■ **YOUR INSTRUCTIONS**:
For this exercise, return all the data exactly as it stands.

DATA below:

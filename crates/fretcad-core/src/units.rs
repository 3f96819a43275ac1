//! Unit conversion utilities
//!
//! Handles conversion between Metric and Imperial systems for the parameter
//! panel. Conversions go through a fixed table and round to two decimals;
//! a value whose unit does not belong to the source system passes through.

use serde::{Deserialize, Serialize};
use std::fmt;
use std::str::FromStr;

use crate::error::UnitError;

/// Measurement system
#[derive(Debug, Clone, Copy, PartialEq, Eq, Hash, Serialize, Deserialize, Default)]
#[serde(rename_all = "lowercase")]
pub enum MeasurementSystem {
    /// Metric system (mm, cm, m, kg, g)
    #[default]
    Metric,
    /// Imperial system (in, ft, lbs)
    Imperial,
}

impl fmt::Display for MeasurementSystem {
    fn fmt(&self, f: &mut fmt::Formatter<'_>) -> fmt::Result {
        match self {
            Self::Metric => write!(f, "Metric"),
            Self::Imperial => write!(f, "Imperial"),
        }
    }
}

impl FromStr for MeasurementSystem {
    type Err = UnitError;

    fn from_str(s: &str) -> Result<Self, Self::Err> {
        match s.trim().to_lowercase().as_str() {
            "metric" | "mm" => Ok(Self::Metric),
            "imperial" | "inch" | "in" => Ok(Self::Imperial),
            _ => Err(UnitError::UnknownSystem {
                name: s.to_string(),
            }),
        }
    }
}

/// (from, factor, to)
const METRIC_TO_IMPERIAL: &[(&str, f64, &str)] = &[
    ("mm", 1.0 / 25.4, "in"),
    ("cm", 1.0 / 2.54, "in"),
    ("m", 3.28084, "ft"),
    ("kg", 2.20462, "lbs"),
    ("g", 0.00220462, "lbs"),
];

const IMPERIAL_TO_METRIC: &[(&str, f64, &str)] = &[
    ("in", 25.4, "mm"),
    ("ft", 0.3048, "m"),
    ("lbs", 0.453592, "kg"),
];

fn lookup(table: &'static [(&'static str, f64, &'static str)], unit: &str) -> Option<(f64, &'static str)> {
    table
        .iter()
        .find(|(from, _, _)| *from == unit)
        .map(|(_, factor, to)| (*factor, *to))
}

fn round2(value: f64) -> f64 {
    (value * 100.0).round() / 100.0
}

/// Convert `value` expressed in `from_unit` into `to_system`.
///
/// Returns the value unchanged when the unit already belongs to the target
/// system or is not in the table.
pub fn convert_unit(value: f64, from_unit: &str, to_system: MeasurementSystem) -> f64 {
    let table = match to_system {
        MeasurementSystem::Imperial => METRIC_TO_IMPERIAL,
        MeasurementSystem::Metric => IMPERIAL_TO_METRIC,
    };
    match lookup(table, from_unit) {
        Some((factor, _)) => round2(value * factor),
        None => value,
    }
}

/// The unit label a value in `from_unit` carries after [`convert_unit`].
pub fn display_unit(from_unit: &str, to_system: MeasurementSystem) -> Result<&'static str, UnitError> {
    let (forward, same) = match to_system {
        MeasurementSystem::Imperial => (METRIC_TO_IMPERIAL, IMPERIAL_TO_METRIC),
        MeasurementSystem::Metric => (IMPERIAL_TO_METRIC, METRIC_TO_IMPERIAL),
    };
    if let Some((_, to)) = lookup(forward, from_unit) {
        return Ok(to);
    }
    same.iter()
        .find(|(from, _, _)| *from == from_unit)
        .map(|(from, _, _)| *from)
        .ok_or_else(|| UnitError::UnknownUnit {
            unit: from_unit.to_string(),
        })
}

/// Get the length unit label for the given system ("mm" or "in")
pub fn length_unit_label(system: MeasurementSystem) -> &'static str {
    match system {
        MeasurementSystem::Metric => "mm",
        MeasurementSystem::Imperial => "in",
    }
}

End of DATA.

■ **TASK ANSWER**:
filename crates/fretcad-core/src/units.rs
repository 3f96819a43275ac1
//! Unit conversion utilities
//!
//! Handles conversion between Metric and Imperial systems for the parameter
//! panel. Conversions go through a fixed table and round to two decimals;
//! a value whose unit does not belong to the source system passes through.

use serde::{Deserialize, Serialize};
use std::fmt;
use std::str::FromStr;

use crate::error::UnitError;

/// Measurement system
#[derive(Debug, Clone, Copy, PartialEq, Eq, Hash, Serialize, Deserialize, Default)]
#[serde(rename_all = "lowercase")]
pub enum MeasurementSystem {
    /// Metric system (mm, cm, m, kg, g)
    #[default]
    Metric,
    /// Imperial system (in, ft, lbs)
    Imperial,
}

impl fmt::Display for MeasurementSystem {
    fn fmt(&self, f: &mut fmt::Formatter<'_>) -> fmt::Result {
        match self {
            Self::Metric => write!(f, "Metric"),
            Self::Imperial => write!(f, "Imperial"),
        }
    }
}

impl FromStr for MeasurementSystem {
    type Err = UnitError;

    fn from_str(s: &str) -> Result<Self, Self::Err> {
        match s.trim().to_lowercase().as_str() {
            "metric" | "mm" => Ok(Self::Metric),
            "imperial" | "inch" | "in" => Ok(Self::Imperial),
            _ => Err(UnitError::UnknownSystem {
                name: s.to_string(),
            }),
        }
    }
}

/// (from, factor, to)
const METRIC_TO_IMPERIAL: &[(&str, f64, &str)] = &[
    ("mm", 1.0 / 25.4, "in"),
    ("cm", 1.0 / 2.54, "in"),
    ("m", 3.28084, "ft"),
    ("kg", 2.20462, "lbs"),
    ("g", 0.00220462, "lbs"),
];

const IMPERIAL_TO_METRIC: &[(&str, f64, &str)] = &[
    ("in", 25.4, "mm"),
    ("ft", 0.3048, "m"),
    ("lbs", 0.453592, "kg"),
];

fn lookup(table: &'static [(&'static str, f64, &'static str)], unit: &str) -> Option<(f64, &'static str)> {
    table
        .iter()
        .find(|(from, _, _)| *from == unit)
        .map(|(_, factor, to)| (*factor, *to))
}

fn round2(value: f64) -> f64 {
    (value * 100.0).round() / 100.0
}

/// Convert `value` expressed in `from_unit` into `to_system`.
///
/// Returns the value unchanged when the unit already belongs to the target
/// system or is not in the table.
pub fn convert_unit(value: f64, from_unit: &str, to_system: MeasurementSystem) -> f64 {
    let table = match to_system {
        MeasurementSystem::Imperial => METRIC_TO_IMPERIAL,
        MeasurementSystem::Metric => IMPERIAL_TO_METRIC,
    };
    match lookup(table, from_unit) {
        Some((factor, _)) => round2(value * factor),
        None => value,
    }
}

/// The unit label a value in `from_unit` carries after [`convert_unit`].
pub fn display_unit(from_unit: &str, to_system: MeasurementSystem) -> Result<&'static str, UnitError> {
    let (forward, same) = match to_system {
        MeasurementSystem::Imperial => (METRIC_TO_IMPERIAL, IMPERIAL_TO_METRIC),
        MeasurementSystem::Metric => (IMPERIAL_TO_METRIC, METRIC_TO_IMPERIAL),
    };
    if let Some((_, to)) = lookup(forward, from_unit) {
        return Ok(to);
    }
    same.iter()
        .find(|(from, _, _)| *from == from_unit)
        .map(|(from, _, _)| *from)
        .ok_or_else(|| UnitError::UnknownUnit {
            unit: from_unit.to_string(),
        })
}

/// Get the length unit label for the given system ("mm" or "in")
pub fn length_unit_label(system: MeasurementSystem) -> &'static str {
    match system {
        MeasurementSystem::Metric => "mm",
        MeasurementSystem::Imperial => "in",
    }
}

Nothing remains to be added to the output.